#### TASK DETAILS:
Could you count the lines in the listing that include the word "true"? Give only the number.

** DATA FOR REVIEW follows **

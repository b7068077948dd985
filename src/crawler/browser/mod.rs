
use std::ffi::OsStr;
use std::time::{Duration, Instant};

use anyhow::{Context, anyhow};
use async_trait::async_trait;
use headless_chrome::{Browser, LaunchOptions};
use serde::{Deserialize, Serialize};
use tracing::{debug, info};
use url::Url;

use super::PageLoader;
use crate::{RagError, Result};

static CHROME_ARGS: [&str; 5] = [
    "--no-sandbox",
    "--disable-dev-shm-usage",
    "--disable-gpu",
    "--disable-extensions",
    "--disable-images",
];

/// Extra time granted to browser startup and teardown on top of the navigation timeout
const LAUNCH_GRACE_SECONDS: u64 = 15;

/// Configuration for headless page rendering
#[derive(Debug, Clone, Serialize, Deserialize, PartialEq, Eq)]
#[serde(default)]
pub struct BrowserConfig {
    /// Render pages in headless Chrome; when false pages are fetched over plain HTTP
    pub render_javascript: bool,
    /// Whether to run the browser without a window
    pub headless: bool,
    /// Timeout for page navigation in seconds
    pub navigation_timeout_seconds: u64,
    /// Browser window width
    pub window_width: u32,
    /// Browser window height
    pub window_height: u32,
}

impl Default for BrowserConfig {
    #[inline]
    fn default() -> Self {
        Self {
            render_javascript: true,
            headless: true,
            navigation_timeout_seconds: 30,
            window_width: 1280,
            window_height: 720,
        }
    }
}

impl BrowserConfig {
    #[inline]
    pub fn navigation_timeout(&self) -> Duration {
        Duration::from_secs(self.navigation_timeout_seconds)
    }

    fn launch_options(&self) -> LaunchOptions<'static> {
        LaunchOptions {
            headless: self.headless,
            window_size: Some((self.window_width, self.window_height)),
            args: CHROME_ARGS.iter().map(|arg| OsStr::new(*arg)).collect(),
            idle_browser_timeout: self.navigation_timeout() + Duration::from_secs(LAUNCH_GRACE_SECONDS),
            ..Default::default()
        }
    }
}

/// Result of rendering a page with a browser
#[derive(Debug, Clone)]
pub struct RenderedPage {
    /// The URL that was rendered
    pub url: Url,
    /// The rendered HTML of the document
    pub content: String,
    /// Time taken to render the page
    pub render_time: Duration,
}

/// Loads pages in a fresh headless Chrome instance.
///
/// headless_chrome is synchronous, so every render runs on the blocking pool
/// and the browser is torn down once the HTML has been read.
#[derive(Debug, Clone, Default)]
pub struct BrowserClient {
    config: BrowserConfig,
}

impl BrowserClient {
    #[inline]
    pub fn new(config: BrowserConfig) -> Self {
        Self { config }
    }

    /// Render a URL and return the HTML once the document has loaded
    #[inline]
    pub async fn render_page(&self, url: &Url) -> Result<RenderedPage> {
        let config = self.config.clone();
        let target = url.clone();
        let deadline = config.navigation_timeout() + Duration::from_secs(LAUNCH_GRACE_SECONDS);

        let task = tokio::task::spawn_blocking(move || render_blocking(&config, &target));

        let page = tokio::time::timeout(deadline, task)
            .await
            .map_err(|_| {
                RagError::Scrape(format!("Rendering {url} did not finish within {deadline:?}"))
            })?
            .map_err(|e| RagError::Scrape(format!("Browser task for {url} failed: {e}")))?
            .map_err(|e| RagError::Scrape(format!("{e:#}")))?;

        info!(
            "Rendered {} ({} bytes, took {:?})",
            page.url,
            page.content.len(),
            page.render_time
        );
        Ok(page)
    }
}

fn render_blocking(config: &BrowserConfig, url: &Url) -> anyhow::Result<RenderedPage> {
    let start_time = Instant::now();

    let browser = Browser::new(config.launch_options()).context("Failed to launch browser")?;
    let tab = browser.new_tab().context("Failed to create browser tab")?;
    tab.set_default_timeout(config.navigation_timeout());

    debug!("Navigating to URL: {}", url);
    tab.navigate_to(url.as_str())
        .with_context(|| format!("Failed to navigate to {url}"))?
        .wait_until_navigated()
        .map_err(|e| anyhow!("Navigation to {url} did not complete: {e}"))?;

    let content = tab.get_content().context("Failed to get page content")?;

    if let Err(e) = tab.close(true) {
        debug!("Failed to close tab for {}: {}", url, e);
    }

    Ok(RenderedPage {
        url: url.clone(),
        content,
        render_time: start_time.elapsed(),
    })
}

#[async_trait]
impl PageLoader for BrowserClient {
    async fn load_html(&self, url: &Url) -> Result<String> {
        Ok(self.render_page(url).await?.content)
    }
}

** End of DATA FOR REVIEW **
** DATA FOR REVIEW follows **

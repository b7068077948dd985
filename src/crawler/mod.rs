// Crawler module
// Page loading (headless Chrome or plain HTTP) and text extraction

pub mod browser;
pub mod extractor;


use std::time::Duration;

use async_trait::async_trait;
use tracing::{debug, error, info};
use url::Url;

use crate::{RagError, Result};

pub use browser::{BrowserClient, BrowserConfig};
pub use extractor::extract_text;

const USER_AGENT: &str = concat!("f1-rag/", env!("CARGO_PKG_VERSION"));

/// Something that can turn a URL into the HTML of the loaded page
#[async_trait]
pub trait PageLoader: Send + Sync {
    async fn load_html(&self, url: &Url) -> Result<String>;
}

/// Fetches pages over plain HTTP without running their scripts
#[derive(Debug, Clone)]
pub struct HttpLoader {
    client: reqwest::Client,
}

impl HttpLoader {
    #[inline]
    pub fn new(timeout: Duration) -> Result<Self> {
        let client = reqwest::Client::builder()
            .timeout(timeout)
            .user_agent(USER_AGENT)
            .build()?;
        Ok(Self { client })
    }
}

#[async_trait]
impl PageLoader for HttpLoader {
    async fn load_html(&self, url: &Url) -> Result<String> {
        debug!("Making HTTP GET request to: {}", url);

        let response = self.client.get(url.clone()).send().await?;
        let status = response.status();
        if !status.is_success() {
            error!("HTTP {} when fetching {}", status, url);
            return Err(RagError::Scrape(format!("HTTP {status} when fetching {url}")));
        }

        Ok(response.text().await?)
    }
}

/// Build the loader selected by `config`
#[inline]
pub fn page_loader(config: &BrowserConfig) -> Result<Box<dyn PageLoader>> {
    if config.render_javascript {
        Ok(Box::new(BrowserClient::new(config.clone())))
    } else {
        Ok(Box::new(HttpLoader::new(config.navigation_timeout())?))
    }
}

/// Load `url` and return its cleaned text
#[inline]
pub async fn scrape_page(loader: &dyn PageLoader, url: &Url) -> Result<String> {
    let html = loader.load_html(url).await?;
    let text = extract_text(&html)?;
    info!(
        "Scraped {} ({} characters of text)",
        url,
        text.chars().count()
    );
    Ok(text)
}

** End of DATA FOR REVIEW **

#### YOUR SOLUTION:
3